OGH8ObA74/23z11.1.2024

Der Oberste Gerichtshof hat als Revisionsgericht in Arbeits‑ und Sozialrechtssachen durch den Senatspräsidenten Hon.‑Prof. Dr. Kuras als Vorsitzenden sowie die Hofrätin Dr. Tarmann‑Prentner und den Hofrat Dr. Thunhart und die fachkundigen Laienrichter Helmut Purker(aus dem Kreis der Arbeitgeber) und ADir. Gabriele Svirak (aus dem Kreis der Arbeitnehmer) als weitere Richter in derArbeitsrechtssache der klagenden Partei Ö* GmbH, *, vertreten durch die Kunz Wallentin Rechtsanwälte GmbH in Wien, gegen die beklagte Partei H*, vertreten durch Burmann em.
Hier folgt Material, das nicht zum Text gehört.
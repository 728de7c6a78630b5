use ratatui::{
    buffer::Buffer,
    layout::Rect,
    style::Style,
    widgets::{Block, Borders, Widget},
};

use crate::ui::theme::{COLOR_ACCENT, COLOR_BORDER, COLOR_DIM, COLOR_INPUT_TEXT};

/// Height of an input box including its border.
pub const INPUT_HEIGHT: u16 = 3;

/// Single-line text input.
///
/// The cursor is a character index, not a byte offset, so accented input
/// such as "São Paulo" edits correctly. Content can be masked for password
/// fields and an empty box can show a placeholder.
#[derive(Debug, Clone, Default)]
pub struct InputBox {
    content: String,
    cursor: usize,
    placeholder: Option<String>,
    masked: bool,
}

impl InputBox {
    pub fn new() -> Self {
        Self::default()
    }

    /// Text shown dimmed while the box is empty.
    pub fn with_placeholder(mut self, placeholder: &str) -> Self {
        self.placeholder = Some(placeholder.to_string());
        self
    }

    /// Render every character as `*`.
    pub fn masked(mut self) -> Self {
        self.masked = true;
        self
    }

    fn byte_index(&self, char_index: usize) -> usize {
        self.content
            .char_indices()
            .nth(char_index)
            .map(|(i, _)| i)
            .unwrap_or(self.content.len())
    }

    fn char_count(&self) -> usize {
        self.content.chars().count()
    }

    pub fn insert_char(&mut self, c: char) {
        let at = self.byte_index(self.cursor);
        self.content.insert(at, c);
        self.cursor += 1;
    }

    /// Delete the character under the cursor (Delete key).
    pub fn delete_char(&mut self) {
        if self.cursor < self.char_count() {
            let at = self.byte_index(self.cursor);
            self.content.remove(at);
        }
    }

    /// Delete the character before the cursor (Backspace key).
    pub fn backspace(&mut self) {
        if self.cursor > 0 {
            self.cursor -= 1;
            let at = self.byte_index(self.cursor);
            self.content.remove(at);
        }
    }

    pub fn move_cursor_left(&mut self) {
        self.cursor = self.cursor.saturating_sub(1);
    }

    pub fn move_cursor_right(&mut self) {
        if self.cursor < self.char_count() {
            self.cursor += 1;
        }
    }

    pub fn move_cursor_home(&mut self) {
        self.cursor = 0;
    }

    pub fn move_cursor_end(&mut self) {
        self.cursor = self.char_count();
    }

    pub fn content(&self) -> &str {
        &self.content
    }

    /// Replace the text and put the cursor at the end.
    pub fn set_content(&mut self, content: &str) {
        self.content = content.to_string();
        self.cursor = self.char_count();
    }

    pub fn clear(&mut self) {
        self.content.clear();
        self.cursor = 0;
    }

    pub fn is_empty(&self) -> bool {
        self.content.is_empty()
    }

    /// Characters as they should appear on screen.
    fn display_chars(&self) -> Vec<char> {
        if self.masked {
            vec!['*'; self.char_count()]
        } else {
            self.content.chars().collect()
        }
    }

    pub fn render_with_title(&self, area: Rect, buf: &mut Buffer, title: &str, focused: bool) {
        let border_color = if focused { COLOR_ACCENT } else { COLOR_BORDER };
        let block = Block::default()
            .borders(Borders::ALL)
            .border_style(Style::default().fg(border_color))
            .title(title);
        let inner = block.inner(area);
        block.render(area, buf);

        if inner.width == 0 || inner.height == 0 {
            return;
        }
        let width = inner.width as usize;

        if self.is_empty() && !focused {
            if let Some(placeholder) = &self.placeholder {
                buf.set_stringn(
                    inner.x,
                    inner.y,
                    placeholder,
                    width,
                    Style::default().fg(COLOR_DIM),
                );
            }
            return;
        }

        // keep the cursor cell on screen
        let offset = (self.cursor + 1).saturating_sub(width);
        let chars = self.display_chars();
        let visible: String = chars.iter().skip(offset).take(width).collect();
        buf.set_stringn(
            inner.x,
            inner.y,
            &visible,
            width,
            Style::default().fg(COLOR_INPUT_TEXT),
        );

        if focused {
            let cursor_x = (self.cursor - offset) as u16;
            let cursor_char = chars.get(self.cursor).copied().unwrap_or(' ');
            buf.set_string(
                inner.x + cursor_x,
                inner.y,
                cursor_char.to_string(),
                Style::default().fg(ratatui::style::Color::Black).bg(COLOR_ACCENT),
            );
        }
    }
}

/// Widget wrapper so an [`InputBox`] can be passed to `Frame::render_widget`.
pub struct InputBoxWidget<'a> {
    input_box: &'a InputBox,
    title: &'a str,
    focused: bool,
}

impl<'a> InputBoxWidget<'a> {
    pub fn new(input_box: &'a InputBox, title: &'a str, focused: bool) -> Self {
        Self {
            input_box,
            title,
            focused,
        }
    }
}

impl Widget for InputBoxWidget<'_> {
    fn render(self, area: Rect, buf: &mut Buffer) {
        self.input_box
            .render_with_title(area, buf, self.title, self.focused);
    }
}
Wallnöfer Suitner Auer Rechtsanwälte in Innsbruck, wegen 5.056,22 EUR sA, über die außerordentliche Revision der klagenden Partei gegen das Urteil des Oberlandesgerichts Innsbruck als Berufungsgerichtin Arbeits- und Sozialrechtssachen vom 24. Oktober 2023, GZ 13 Ra 23/23i‑54, den

Beschluss

gefasst:

European Case Law Identifier: ECLI:AT:OGH0002:2024:008OBA00074.23Z.0111.000

Rechtsgebiet: Zivilrecht

Fachgebiet: Arbeitsrecht

Entscheidungsart: Zurückweisung mangels erheblicher Rechtsfrage

 

Spruch:

Die außerordentliche Revision wird gemäß § 508a Abs 2 ZPO mangels der Voraussetzungen des § 502 Abs 1 ZPO zurückgewiesen.

 

Begründung:

[1] Der Beklagte war bei der Klägerin beschäftigt und sollte als Triebfahrzeugführer verwendet werden. Anlässlich des Dienstvertrags vom 16. 5. 2019 wurde vereinbart, dass der Kläger die Ausbildung zum Triebfahrzeugführer absolviert und die Klägerin die Ausbildungskosten von 14.003,66 EUR in der Erwartung übernimmt, dass das Dienstverhältnis „nach Abschluss der Ausbildungsmaßnahme zumindest drei Jahre“ fortgesetzt wird. Der Beklagte verpflichtete sich zur (aliquoten) Rückzahlung dieser Kosten, wenn er das Dienstverhältnis „vor Ablauf dieser Frist“ kündigt, entlassen wird oder unberechtigt austritt. Für den Fall, dass er die Ausbildung aus von ihm zu vertretenden Gründen „vorzeitig abbricht“, hatte er die von der Klägerin „getragenen Kosten“ zurückzuzahlen.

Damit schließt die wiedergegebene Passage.